Similarly.  The patch, and possibly the ifdefs, are hard to read here.
There's a nested ifdef for PAE.  PAE doesn't apply for amd64.  The
above assumes that the cases where it doesn't apply are classified
by !_LP64.

x86/include didn't have many files in it before this and similar
commits in the same batch, and the first file that I looked at in
it has various new and old convolutions and bugs:

x86/include/_align.h:
% /*
%  * Round p (pointer or byte index) up to a correctly-aligned value
%  * for all data types (int, long, ...).   The result is unsigned int
%  * and must be cast to any desired pointer type.
%  */

This comment was blindly copied from i386.  It doesn't match the
code below.

% #define       _ALIGNBYTES     (sizeof(register_t) - 1)
% #define       _ALIGN(p)       (((uintptr_t)(p) + _ALIGNBYTES) & ~_ALIGNBYTES)

This code is broken, since it uses register_t and uintptr_t which are not
necessarily defined here.  Old code was careful to use only basic types,
so that no undocumented prerequisites are required and so that this not
broken when the undocumented prerequisites are not accidentally supplied.
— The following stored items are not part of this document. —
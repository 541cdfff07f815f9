// SPDX-License-Identifier: MIT
// Copyright 2026 Roland Dreier <roland@rolandd.dev>

//! Response-token gateway.
//!
//! Drivers answer availability requests through links carrying an opaque
//! token. This service forwards those calls to the remote availability
//! request service and returns its answer unchanged. Nothing is stored here;
//! token validity and single use are enforced remotely.

use anyhow::Context;
use axum::body::Bytes;
use axum::http::{header, HeaderValue, StatusCode};
use axum::response::{IntoResponse, Response};
use serde::{Deserialize, Serialize};
use std::time::Duration;
use validator::Validate;

use crate::error::AppError;
use crate::models::{AvailabilityStatus, EquipmentFlags};

const HTTP_TIMEOUT: Duration = Duration::from_secs(10);
const MAX_TOKEN_LEN: usize = 256;

/// Driver's answer to an availability request.
#[derive(Debug, Clone, Serialize, Deserialize, Validate)]
#[serde(rename_all = "camelCase")]
pub struct RespondRequest {
    pub response: AvailabilityStatus,
    #[serde(default)]
    pub equipment: EquipmentFlags,
    #[serde(default)]
    #[validate(length(max = 500, message = "must be at most 500 characters"))]
    pub notes: String,
}

/// A remote response, forwarded as-is.
#[derive(Debug)]
pub struct ProxiedResponse {
    pub status: StatusCode,
    pub content_type: Option<HeaderValue>,
    pub body: Bytes,
}

impl IntoResponse for ProxiedResponse {
    fn into_response(self) -> Response {
        let mut response = (self.status, self.body).into_response();
        if let Some(content_type) = self.content_type {
            response.headers_mut().insert(header::CONTENT_TYPE, content_type);
        }
        response
    }
}

pub struct ResponseTokenGateway {
    http: reqwest::Client,
    base_url: String,
    api_key: Option<String>,
}

impl ResponseTokenGateway {
    pub fn new(base_url: &str, api_key: Option<String>) -> anyhow::Result<Self> {
        let http = reqwest::Client::builder()
            .timeout(HTTP_TIMEOUT)
            .build()
            .context("failed building availability-requests HTTP client")?;
        Ok(Self {
            http,
            base_url: base_url.trim_end_matches('/').to_string(),
            api_key,
        })
    }

    /// Fetch the request a token refers to.
    pub async fn get_by_token(&self, token: &str) -> Result<ProxiedResponse, AppError> {
        check_token(token)?;
        let url = format!(
            "{}/availability-requests/{}",
            self.base_url,
            urlencoding::encode(token)
        );
        self.forward(self.http.get(url)).await
    }

    /// Submit the driver's answer for a token.
    pub async fn respond_by_token(
        &self,
        token: &str,
        request: &RespondRequest,
    ) -> Result<ProxiedResponse, AppError> {
        check_token(token)?;
        request
            .validate()
            .map_err(|e| AppError::Validation(crate::models::onboarding::field_errors(&e)))?;

        let url = format!(
            "{}/availability-requests/{}/respond",
            self.base_url,
            urlencoding::encode(token)
        );
        self.forward(self.http.post(url).json(request)).await
    }

    async fn forward(&self, request: reqwest::RequestBuilder) -> Result<ProxiedResponse, AppError> {
        let request = match &self.api_key {
            Some(key) => request.header("x-api-key", key),
            None => request,
        };

        let response = request
            .send()
            .await
            .map_err(|e| AppError::upstream("availability-requests", e))?;

        let status = StatusCode::from_u16(response.status().as_u16())
            .map_err(|e| AppError::upstream("availability-requests", e))?;
        let content_type = response
            .headers()
            .get(reqwest::header::CONTENT_TYPE)
            .and_then(|v| HeaderValue::from_bytes(v.as_bytes()).ok());
        let body = response
            .bytes()
            .await
            .map_err(|e| AppError::upstream("availability-requests", e))?;

        if !status.is_success() {
            tracing::info!(
                status = status.as_u16(),
                "Availability request service returned non-success"
            );
        }

        Ok(ProxiedResponse {
            status,
            content_type,
            body,
        })
    }
}

/// Tokens are opaque and percent-encoded on the way out. Only empty,
/// overlong and dot-segment tokens are refused, since those cannot name a
/// single path segment on the remote.
fn check_token(token: &str) -> Result<(), AppError> {
    let valid = !token.is_empty() && token.len() <= MAX_TOKEN_LEN && token != "." && token != "..";
    if valid {
        Ok(())
    } else {
        Err(AppError::BadRequest("Invalid response token".to_string()))
    }
}

#[cfg(test)]
mod tests {
    use super::*;

    #[test]
    fn token_shape_is_checked() {
        assert!(check_token("abc-DEF_123.x").is_ok());
        assert!(check_token("abc~1+x=").is_ok());
        assert!(check_token("has space/and slash").is_ok());
        assert!(check_token(&"a".repeat(MAX_TOKEN_LEN)).is_ok());
        assert!(check_token("").is_err());
        assert!(check_token("..").is_err());
        assert!(check_token(&"a".repeat(MAX_TOKEN_LEN + 1)).is_err());
    }

    #[test]
    fn respond_request_limits_notes() {
        let request = RespondRequest {
            response: AvailabilityStatus::Available,
            equipment: EquipmentFlags::default(),
            notes: "x".repeat(501),
        };
        assert!(request.validate().is_err());
    }
}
The type of the result is actually uintptr_t.  On i386, uintptr_t is
just a different spelling of unsigned int.  On amd64, it is different.

This file shouldn't exist.

{amd64,i386,pc98}/include/_align.h just include x86/include/_align.h.
They shouldn't exist either.

i386/include/param.h:
% #include <machine/_align.h>

This include is misplaced (outside of the idempotency ifdef for this
file).  The definitions used to be here for technical reasons in
their correct implementation.  There used to be an ifdef here so that
this file could be included to define only the alignment macros so
as to not get namespace pollution in unusual cases.  This was
"cleaned up" for the unusual cases to pessimize the usual cases.
The cleanups have rotted, so they now have not just 1, but 2 layers
of nested includes of _align.h to untangle to see what this file is
doing.  2 layers give about the same level of obfuscation as the
correct implementation, plus more inefficiencies than only 1 layer.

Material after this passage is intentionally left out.